Only the number is wanted: how many lines below contain "configuration"?

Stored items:
# # # # #

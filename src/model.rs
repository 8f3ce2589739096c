//! Core data model shared by the orchestrator components

use crate::catalog::NO_GLOSSARY;
use crate::validator::ValidatedInput;
use chrono::{DateTime, Duration, Utc};
use serde::{Deserialize, Serialize};
use std::collections::BTreeSet;
use std::fmt;
use std::str::FromStr;
use uuid::Uuid;

/// Identifier of a transformation request
pub type RequestId = Uuid;

/// Transformation mode
#[derive(Debug, Clone, Copy, PartialEq, Eq, Hash, Serialize, Deserialize)]
#[serde(rename_all = "snake_case")]
pub enum Mode {
    Refine,
    Translate,
    StyleTone,
}

impl Mode {
    pub const ALL: [Mode; 3] = [Mode::Refine, Mode::Translate, Mode::StyleTone];

    pub fn as_str(self) -> &'static str {
        match self {
            Mode::Refine => "refine",
            Mode::Translate => "translate",
            Mode::StyleTone => "style_tone",
        }
    }
}

impl fmt::Display for Mode {
    fn fmt(&self, f: &mut fmt::Formatter<'_>) -> fmt::Result {
        f.write_str(self.as_str())
    }
}

/// Error returned when a mode keyword is not recognised
#[derive(Debug, Clone, PartialEq, Eq, thiserror::Error)]
#[error("unknown mode: {0}")]
pub struct UnknownMode(pub String);

impl FromStr for Mode {
    type Err = UnknownMode;

    /// Accepts wire names plus the short keywords users type after `/sma`
    fn from_str(s: &str) -> Result<Self, Self::Err> {
        match s.trim().to_ascii_lowercase().as_str() {
            "refine" => Ok(Mode::Refine),
            "translate" => Ok(Mode::Translate),
            "style_tone" | "style-tone" | "style" | "tone" => Ok(Mode::StyleTone),
            other => Err(UnknownMode(other.to_string())),
        }
    }
}

fn default_true() -> bool {
    true
}

/// Mode-specific configuration submitted with a form
#[derive(Debug, Clone, PartialEq, Eq, Serialize, Deserialize)]
#[serde(tag = "mode", rename_all = "snake_case")]
pub enum ModeOptions {
    Refine {
        #[serde(default = "default_true")]
        grammar: bool,
        #[serde(default = "default_true")]
        clarity: bool,
        #[serde(default)]
        conciseness: bool,
    },
    Translate {
        target_language: String,
        #[serde(default)]
        glossary: Option<String>,
    },
    StyleTone {
        tone: String,
    },
}

impl ModeOptions {
    /// The mode these options belong to
    pub fn mode(&self) -> Mode {
        match self {
            ModeOptions::Refine { .. } => Mode::Refine,
            ModeOptions::Translate { .. } => Mode::Translate,
            ModeOptions::StyleTone { .. } => Mode::StyleTone,
        }
    }

    /// Initial form values, matching what the forms preselect
    pub fn defaults_for(mode: Mode) -> Self {
        match mode {
            Mode::Refine => ModeOptions::Refine {
                grammar: true,
                clarity: true,
                conciseness: false,
            },
            Mode::Translate => ModeOptions::Translate {
                target_language: "es".to_string(),
                glossary: Some(NO_GLOSSARY.to_string()),
            },
            Mode::StyleTone => ModeOptions::StyleTone {
                tone: "friendly-neutral".to_string(),
            },
        }
    }
}

/// Raw form contents as submitted by the user, kept so a form can be
/// re-opened with its prior input
#[derive(Debug, Clone, PartialEq, Eq, Serialize, Deserialize)]
pub struct FormInput {
    pub source_text: String,
    pub options: ModeOptions,
}

/// A validated request to transform a draft. Never mutated after creation.
#[derive(Debug, Clone, PartialEq, Eq)]
pub struct TransformationRequest {
    pub id: RequestId,
    pub input: ValidatedInput,
    /// The form contents as typed, untrimmed
    draft: FormInput,
    pub created_at: DateTime<Utc>,
}

impl TransformationRequest {
    pub fn new(input: ValidatedInput, draft: FormInput, created_at: DateTime<Utc>) -> Self {
        Self {
            id: Uuid::new_v4(),
            input,
            draft,
            created_at,
        }
    }

    pub fn mode(&self) -> Mode {
        self.input.mode()
    }

    /// The form input that produced this request
    pub fn form_input(&self) -> FormInput {
        self.draft.clone()
    }
}

/// Output of a successful transformation
#[derive(Debug, Clone, PartialEq, Eq)]
pub struct TransformationResult {
    pub request_id: RequestId,
    pub output_text: String,
    pub produced_at: DateTime<Utc>,
    pub expires_at: DateTime<Utc>,
}

impl TransformationResult {
    pub fn new(
        request_id: RequestId,
        output_text: impl Into<String>,
        produced_at: DateTime<Utc>,
        retention: Duration,
    ) -> Self {
        Self {
            request_id,
            output_text: output_text.into(),
            produced_at,
            expires_at: produced_at
                .checked_add_signed(retention)
                .unwrap_or(DateTime::<Utc>::MAX_UTC),
        }
    }

    pub fn is_expired(&self, now: DateTime<Utc>) -> bool {
        now >= self.expires_at
    }
}

/// Feedback as entered by the user, before validation
#[derive(Debug, Clone, Default, PartialEq, Eq, Serialize, Deserialize)]
pub struct FeedbackDraft {
    #[serde(default)]
    pub rating: Option<u8>,
    #[serde(default)]
    pub tags: Vec<String>,
    #[serde(default)]
    pub comment: Option<String>,
}

/// Validated feedback bound to a request. Carries no message text.
#[derive(Debug, Clone, PartialEq, Eq, Serialize)]
pub struct FeedbackRecord {
    pub request_id: RequestId,
    pub rating: u8,
    pub tags: BTreeSet<String>,
    #[serde(skip_serializing_if = "Option::is_none")]
    pub comment: Option<String>,
    pub submitted_at: DateTime<Utc>,
}
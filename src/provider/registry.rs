//! Registry mapping each mode to its provider

use super::{canned_providers, LoggingProvider, ProviderError, RemoteProvider, TransformProvider};
use crate::config::AssistantConfig;
use crate::model::{Mode, TransformationRequest};
use std::collections::HashMap;
use std::sync::Arc;
use std::time::Duration;
use tracing::Instrument;

/// Default per-dispatch deadline
pub const DEFAULT_DISPATCH_TIMEOUT: Duration = Duration::from_secs(30);

/// Registry of transformation providers, one per mode
pub struct ProviderRegistry {
    providers: HashMap<Mode, Arc<dyn TransformProvider>>,
    timeout: Duration,
}

impl ProviderRegistry {
    /// Create an empty registry. Every dispatch fails as unavailable until a
    /// provider is registered.
    pub fn new(timeout: Duration) -> Self {
        Self {
            providers: HashMap::new(),
            timeout,
        }
    }

    /// Registry serving every mode from the built-in canned tables
    pub fn canned(timeout: Duration) -> Self {
        let mut registry = Self::new(timeout);
        for (mode, provider) in canned_providers() {
            registry.register(mode, provider);
        }
        registry
    }

    /// Build the registry described by the configuration: a remote endpoint
    /// for every mode when one is configured, canned tables otherwise.
    pub fn from_config(config: &AssistantConfig) -> Result<Self, reqwest::Error> {
        let Some(url) = &config.provider_url else {
            return Ok(Self::canned(config.dispatch_timeout));
        };

        let mut registry = Self::new(config.dispatch_timeout);
        let remote: Arc<dyn TransformProvider> =
            Arc::new(RemoteProvider::new(url.clone(), config.dispatch_timeout)?);
        for mode in Mode::ALL {
            registry.register(mode, remote.clone());
        }
        Ok(registry)
    }

    /// Register (or replace) the provider for `mode`
    pub fn register(&mut self, mode: Mode, provider: Arc<dyn TransformProvider>) {
        self.providers
            .insert(mode, Arc::new(LoggingProvider::new(provider)));
    }

    /// Builder-style [`register`](Self::register)
    #[must_use]
    pub fn with_provider(mut self, mode: Mode, provider: Arc<dyn TransformProvider>) -> Self {
        self.register(mode, provider);
        self
    }

    pub fn get(&self, mode: Mode) -> Option<Arc<dyn TransformProvider>> {
        self.providers.get(&mode).cloned()
    }

    /// Modes with a registered provider, in declaration order
    pub fn modes(&self) -> Vec<Mode> {
        Mode::ALL
            .into_iter()
            .filter(|m| self.providers.contains_key(m))
            .collect()
    }

    /// Run the request's input through the provider for its mode, bounded by
    /// the registry timeout.
    pub async fn dispatch(&self, request: &TransformationRequest) -> Result<String, ProviderError> {
        let mode = request.mode();
        let span = tracing::info_span!("dispatch", request_id = %request.id, mode = %mode);

        async {
            let provider = self
                .get(mode)
                .ok_or_else(|| ProviderError::unavailable(format!("no provider for {mode}")))?;

            let output = tokio::time::timeout(self.timeout, provider.transform(&request.input))
                .await
                .map_err(|_| ProviderError::Timeout)??;

            if output.trim().is_empty() {
                return Err(ProviderError::unavailable("provider returned empty output"));
            }
            Ok::<_, ProviderError>(output)
        }
        .instrument(span)
        .await
    }
}
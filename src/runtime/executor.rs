//! Interaction runtime executor

use super::traits::{ChatPlatform, TelemetrySink};
use super::{RuntimeInput, SessionEvent};

use crate::provider::ProviderRegistry;
use crate::state_machine::{
    transition, Effect, Event, Interaction, InteractionContext, InteractionState, StateView,
    TransitionError,
};
use chrono::Utc;
use std::sync::Arc;
use std::time::Duration;
use tokio::sync::{broadcast, mpsc};
use tokio::time::Instant;
use tokio_util::sync::CancellationToken;

/// When a runtime stops on its own
#[derive(Debug, Clone, Copy, PartialEq, Eq)]
pub struct Retirement {
    /// Quiet time after which an idle session with no subscribers stops
    pub idle: Duration,
    /// Quiet time after which a session stops whatever its state
    pub untouched: Duration,
}

/// Per-session runtime. Drains one input channel and runs every transition
/// and its effects to completion before taking the next input.
pub struct InteractionRuntime<P, T>
where
    P: ChatPlatform + 'static,
    T: TelemetrySink + 'static,
{
    context: InteractionContext,
    interaction: Interaction,
    registry: Arc<ProviderRegistry>,
    platform: P,
    telemetry: T,
    input_rx: mpsc::Receiver<RuntimeInput>,
    /// Cloned into dispatch tasks so completions come back through the loop
    input_tx: mpsc::Sender<RuntimeInput>,
    broadcast_tx: broadcast::Sender<SessionEvent>,
    shutdown: CancellationToken,
    retirement: Option<Retirement>,
    last_activity: Instant,
}

impl<P, T> InteractionRuntime<P, T>
where
    P: ChatPlatform + 'static,
    T: TelemetrySink + 'static,
{
    #[allow(clippy::too_many_arguments)]
    pub fn new(
        context: InteractionContext,
        registry: Arc<ProviderRegistry>,
        platform: P,
        telemetry: T,
        input_rx: mpsc::Receiver<RuntimeInput>,
        input_tx: mpsc::Sender<RuntimeInput>,
        broadcast_tx: broadcast::Sender<SessionEvent>,
        shutdown: CancellationToken,
    ) -> Self {
        Self {
            context,
            interaction: Interaction::new(),
            registry,
            platform,
            telemetry,
            input_rx,
            input_tx,
            broadcast_tx,
            shutdown,
            retirement: None,
            last_activity: Instant::now(),
        }
    }

    /// Stop the runtime once it has been quiet for long enough
    #[must_use]
    pub fn with_retirement(mut self, retirement: Retirement) -> Self {
        self.retirement = Some(retirement);
        self
    }

    pub async fn run(mut self) {
        tracing::info!(session_id = %self.context.session_id, "Starting interaction runtime");

        let check_every = self
            .retirement
            .map_or(Duration::from_secs(3600), |r| r.idle.min(r.untouched));
        let mut sweep = tokio::time::interval_at(Instant::now() + check_every, check_every);

        loop {
            tokio::select! {
                biased;

                () = self.shutdown.cancelled() => break,

                Some(input) = self.input_rx.recv() => {
                    self.last_activity = Instant::now();
                    self.handle_input(input).await;
                }

                _ = sweep.tick(), if self.retirement.is_some() => {
                    if self.should_retire() {
                        tracing::info!(
                            session_id = %self.context.session_id,
                            state = self.interaction.state.name(),
                            "Retiring quiet session"
                        );
                        break;
                    }
                }

                else => break,
            }
        }

        tracing::info!(session_id = %self.context.session_id, "Interaction runtime stopped");
    }

    fn should_retire(&self) -> bool {
        let Some(retirement) = self.retirement else {
            return false;
        };
        let quiet = self.last_activity.elapsed();
        if quiet >= retirement.untouched {
            return true;
        }
        quiet >= retirement.idle
            && self.interaction.state == InteractionState::Idle
            && self.broadcast_tx.receiver_count() == 0
    }

    fn view(&self) -> StateView {
        self.interaction.view(Utc::now())
    }

    async fn handle_input(&mut self, input: RuntimeInput) {
        match input {
            RuntimeInput::Trigger { event, reply } => {
                if let Event::ProviderCompleted { request_id, .. } = &event {
                    if !self.interaction.awaits(*request_id) {
                        tracing::debug!(
                            session_id = %self.context.session_id,
                            request_id = %request_id,
                            "Dropping stale provider response"
                        );
                        return;
                    }
                }

                let result = self.process_event(event).await;
                if let Some(reply) = reply {
                    let _ = reply.send(result.map(|()| self.view()));
                }
            }
            RuntimeInput::Snapshot { reply } => {
                let _ = reply.send(self.view());
            }
        }
    }

    async fn process_event(&mut self, event: Event) -> Result<(), TransitionError> {
        let event_name = event.name();

        // Pure state transition
        let result = match transition(&self.interaction, &self.context, event, Utc::now()) {
            Ok(r) => r,
            Err(e) => {
                // Transition errors are user-facing (validation, busy, feedback)
                tracing::info!(
                    session_id = %self.context.session_id,
                    event = event_name,
                    kind = e.kind(),
                    "Trigger rejected"
                );
                let _ = self.broadcast_tx.send(SessionEvent::Error {
                    kind: e.kind(),
                    message: e.to_string(),
                });
                return Err(e);
            }
        };

        let from = self.interaction.state.name();
        self.interaction = result.next;
        let to = self.interaction.state.name();
        if from != to {
            tracing::debug!(
                session_id = %self.context.session_id,
                event = event_name,
                from,
                to,
                "State transition"
            );
        }

        for effect in result.effects {
            self.execute_effect(effect).await;
        }

        Ok(())
    }

    /// Execute an effect. Outbound failures are reported to clients but never
    /// roll back the transition that produced them.
    async fn execute_effect(&mut self, effect: Effect) {
        let session_id = self.context.session_id.clone();

        match effect {
            Effect::Dispatch { request } => {
                // Spawn provider call as background task
                let registry = self.registry.clone();
                let input_tx = self.input_tx.clone();

                tracing::info!(
                    session_id = %session_id,
                    request_id = %request.id,
                    mode = %request.mode(),
                    "Dispatching transformation (background)"
                );

                tokio::spawn(async move {
                    let outcome = registry.dispatch(&request).await;
                    let _ = input_tx
                        .send(RuntimeInput::Trigger {
                            event: Event::ProviderCompleted {
                                request_id: request.id,
                                outcome,
                            },
                            reply: None,
                        })
                        .await;
                });
            }

            Effect::InsertIntoConversation { request_id, text } => {
                match self.platform.insert_into_conversation(&session_id, &text).await {
                    Ok(()) => {
                        tracing::info!(session_id = %session_id, request_id = %request_id, "Result inserted");
                    }
                    Err(e) => {
                        tracing::warn!(session_id = %session_id, request_id = %request_id, error = %e, "Insert failed");
                        self.report(e.kind(), e.to_string());
                    }
                }
            }

            Effect::CopyToClipboard { request_id, text } => {
                if let Err(e) = self.platform.copy_to_clipboard(&session_id, &text).await {
                    tracing::warn!(session_id = %session_id, request_id = %request_id, error = %e, "Copy failed");
                    self.report(e.kind(), e.to_string());
                }
            }

            Effect::EmitTelemetry { record } => {
                if let Err(e) = self.telemetry.emit(&record).await {
                    tracing::warn!(
                        session_id = %session_id,
                        request_id = %record.request_id,
                        error = %e,
                        "Telemetry emit failed"
                    );
                    self.report(e.kind(), e.to_string());
                }
            }

            Effect::NotifyState => {
                let _ = self
                    .broadcast_tx
                    .send(SessionEvent::StateChange { state: self.view() });
            }

            Effect::NotifyResultExpired => {
                let _ = self.broadcast_tx.send(SessionEvent::Notice {
                    kind: "result_expired",
                    message: "This result has expired. Run the transformation again.".to_string(),
                });
            }
        }
    }

    fn report(&self, kind: &'static str, message: String) {
        let _ = self.broadcast_tx.send(SessionEvent::Error { kind, message });
    }
}
//! HTTP-backed provider
//!
//! Posts the validated input to a transformation endpoint and maps transport
//! and status failures onto [`ProviderError`].

use super::{ProviderError, TransformProvider};
use crate::model::{Mode, ModeOptions};
use crate::validator::ValidatedInput;
use async_trait::async_trait;
use reqwest::{Client, StatusCode};
use serde::{Deserialize, Serialize};
use std::time::Duration;

#[derive(Debug, Serialize)]
struct RemoteRequest<'a> {
    mode: Mode,
    text: &'a str,
    options: &'a ModeOptions,
}

#[derive(Debug, Deserialize)]
struct RemoteResponse {
    text: String,
}

#[derive(Debug, Deserialize)]
struct RemoteErrorResponse {
    error: String,
}

pub struct RemoteProvider {
    client: Client,
    endpoint: String,
}

impl RemoteProvider {
    /// Fails only when the HTTP client cannot be built (e.g. no TLS backend)
    pub fn new(endpoint: impl Into<String>, timeout: Duration) -> Result<Self, reqwest::Error> {
        let client = Client::builder().timeout(timeout).build()?;

        Ok(Self {
            client,
            endpoint: endpoint.into(),
        })
    }
}

/// Map a non-success HTTP status onto the provider failure taxonomy
fn classify_status(status: StatusCode, message: String) -> ProviderError {
    match status.as_u16() {
        408 | 504 => ProviderError::Timeout,
        400 | 403 | 422 | 451 => ProviderError::Rejected(message),
        429 | 500..=599 => ProviderError::Unavailable(message),
        _ => ProviderError::Unavailable(format!("HTTP {status}: {message}")),
    }
}

fn classify_transport(e: &reqwest::Error) -> ProviderError {
    if e.is_timeout() {
        ProviderError::Timeout
    } else if e.is_connect() {
        ProviderError::unavailable(format!("Connection failed: {e}"))
    } else {
        ProviderError::unavailable(format!("Request failed: {e}"))
    }
}

#[async_trait]
impl TransformProvider for RemoteProvider {
    async fn transform(&self, input: &ValidatedInput) -> Result<String, ProviderError> {
        let body = RemoteRequest {
            mode: input.mode(),
            text: input.source_text(),
            options: input.options(),
        };

        let response = self
            .client
            .post(&self.endpoint)
            .json(&body)
            .send()
            .await
            .map_err(|e| classify_transport(&e))?;

        let status = response.status();
        let text = response
            .text()
            .await
            .map_err(|e| classify_transport(&e))?;

        if !status.is_success() {
            let message = serde_json::from_str::<RemoteErrorResponse>(&text)
                .map_or_else(|_| status.to_string(), |r| r.error);
            return Err(classify_status(status, message));
        }

        let parsed: RemoteResponse = serde_json::from_str(&text)
            .map_err(|e| ProviderError::unavailable(format!("Malformed response: {e}")))?;
        Ok(parsed.text)
    }

    fn name(&self) -> &str {
        "remote"
    }
}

# # # # #

> _Task answer_
2